Archive for August, 2006

Bon by Philippe Starck

Saturday, August 19th, 2006

The Italians only had one thing to say to us when we told them we were going to Moscow. We were secretly hoping John Malkovich would take us out for a wild night of drinking, but no such luck. He told us to go to this restaurant…

(ГУМ, pronounced ‘goom,’ in full Государственный Универсальный Магазин, Gosudarstvennyi Universalnyi Magazin)We were at the GUM in Red Square drinking beers, what else?! GUM (the name stands for ’state department store’ in Russian) has long been Russia’s best-known and most popular shopping destination. It is more a mall than a department store these days. Its recently renovated arcades are topped by vaulted skylights and hold some 150 stores and kiosks — far fewer than the 1,200 tenants of the czar’s day, but a good offering of luxury and everyday apparel and goods nonetheless. There were weird accessory stores and bars and Burberry and Max Mara - a little bit of everything.
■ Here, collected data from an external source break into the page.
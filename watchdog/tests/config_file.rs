use crate::common::{run_watchdog, run_watchdog_with_env, TestEnv, NODE_HOST};

#[tokio::test]
async fn test_config_file_with_cli_override() {
    let env = TestEnv::start(890, 905).await;

    // File tolerance would restart, the command-line value keeps it synced
    let config_path = env.dir().join("watchdog.toml");
    std::fs::write(
        &config_path,
        format!(
            r#"
network = "testnet"
node_id = "{}"
local_url = "{}"
reference_url = "{}"
registry_url = "{}"
tolerance = 10
restart_command = ["touch", "{}"]
"#,
            NODE_HOST,
            env.cluster.local_url(),
            env.cluster.reference_url(),
            env.cluster.registry_url(),
            env.marker().display()
        ),
    )
    .unwrap();

    let args: Vec<String> = vec![
        "--once".into(),
        "--config".into(),
        config_path.display().to_string(),
        "--tolerance".into(),
        "20".into(),
        "--log-file".into(),
        env.log_path().display().to_string(),
    ];
    let output = run_watchdog(&args).await;
    assert!(output.status.success(), "{:?}", output);

    let log = env.read_log();
    assert!(log.contains("network=testnet"), "log:\n{}", log);
    assert!(log.contains("Cycle outcome: Synced"), "log:\n{}", log);
    assert!(log.contains("tolerance=20"), "log:\n{}", log);
    assert!(!env.marker().exists());
}

#[tokio::test]
async fn test_missing_registry_url_fails_at_startup() {
    let env = TestEnv::start(900, 900).await;

    let args: Vec<String> = vec![
        "--once".into(),
        "--node-id".into(),
        NODE_HOST.into(),
        "--local-url".into(),
        env.cluster.local_url(),
        "--reference-url".into(),
        env.cluster.reference_url(),
        "--restart-command".into(),
        "true".into(),
    ];
    let output = run_watchdog(&args).await;
    assert!(!output.status.success());

    let stderr = String::from_utf8_lossy(&output.stderr);
    assert!(stderr.contains("registry_url"), "stderr:\n{}", stderr);
}

fn write_dry_run_config(env: &TestEnv) -> String {
    let config_path = env.dir().join("watchdog.toml");
    std::fs::write(
        &config_path,
        format!(
            r#"
node_id = "{}"
local_url = "{}"
reference_url = "{}"
registry_url = "{}"
restart_command = ["touch", "{}"]
dry_run = true
"#,
            NODE_HOST,
            env.cluster.local_url(),
            env.cluster.reference_url(),
            env.cluster.registry_url(),
            env.marker().display()
        ),
    )
    .unwrap();
    config_path.display().to_string()
}

#[tokio::test]
async fn test_dry_run_in_file_can_be_turned_off() {
    let env = TestEnv::start(890, 905).await;
    let config_path = write_dry_run_config(&env);

    let args: Vec<String> = vec![
        "--once".into(),
        "--config".into(),
        config_path,
        "--dry-run=false".into(),
        "--log-file".into(),
        env.log_path().display().to_string(),
    ];
    let output = run_watchdog(&args).await;
    assert!(output.status.success(), "{:?}", output);

    let log = env.read_log();
    assert!(log.contains("dry_run=false"), "log:\n{}", log);
    assert!(env.marker().exists(), "restart command did not run");
}

#[tokio::test]
async fn test_dry_run_env_false_overrides_file() {
    let env = TestEnv::start(890, 905).await;
    let config_path = write_dry_run_config(&env);

    let args: Vec<String> = vec![
        "--once".into(),
        "--config".into(),
        config_path,
        "--log-file".into(),
        env.log_path().display().to_string(),
    ];
    let output = run_watchdog_with_env(&args, &[("NODE_WATCHDOG_DRY_RUN", "false")]).await;
    assert!(output.status.success(), "{:?}", output);

    let log = env.read_log();
    assert!(log.contains("dry_run=false"), "log:\n{}", log);
    assert!(env.marker().exists(), "restart command did not run");
}
use serde_json::Value;

use crate::error::ExtractionError;
use crate::types::LAST_INDEX_FIELD;

/// Read the `lastIndex` field out of a node's JSON response.
pub fn extract_index(body: &[u8]) -> Result<u64, ExtractionError> {
    let doc: Value = serde_json::from_slice(body)?;

    let value = doc
        .get(LAST_INDEX_FIELD)
        .ok_or(ExtractionError::MissingField(LAST_INDEX_FIELD))?;

    // Capped at i64::MAX so the reference/local difference cannot overflow.
    match value.as_u64() {
        Some(index) if index <= i64::MAX as u64 => Ok(index),
        _ => Err(ExtractionError::NotAnIndex {
            field: LAST_INDEX_FIELD,
            value: value.clone(),
        }),
    }
}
So, we were at the GUM when we decided it was time to start making our way toward “Bon” for our 7pm reservation. Keep in mind, that when Josh called them this morning to make the reservation, he asked if it would be okay that we wouldn’t be that dressed up as we were going to spend the day doing touristy stuff. The lady on the phone actually laughed at him before telling him it was fine. Ixel and I were looking at the map outside the GUM and all of a sudden someone approached us. I followed my usual routine of completely ignoring whoever’s existance that was standing 3 inches from me. Ixel, unfortunately, also did her usual “I’m the welcoming committee of the world!” routine.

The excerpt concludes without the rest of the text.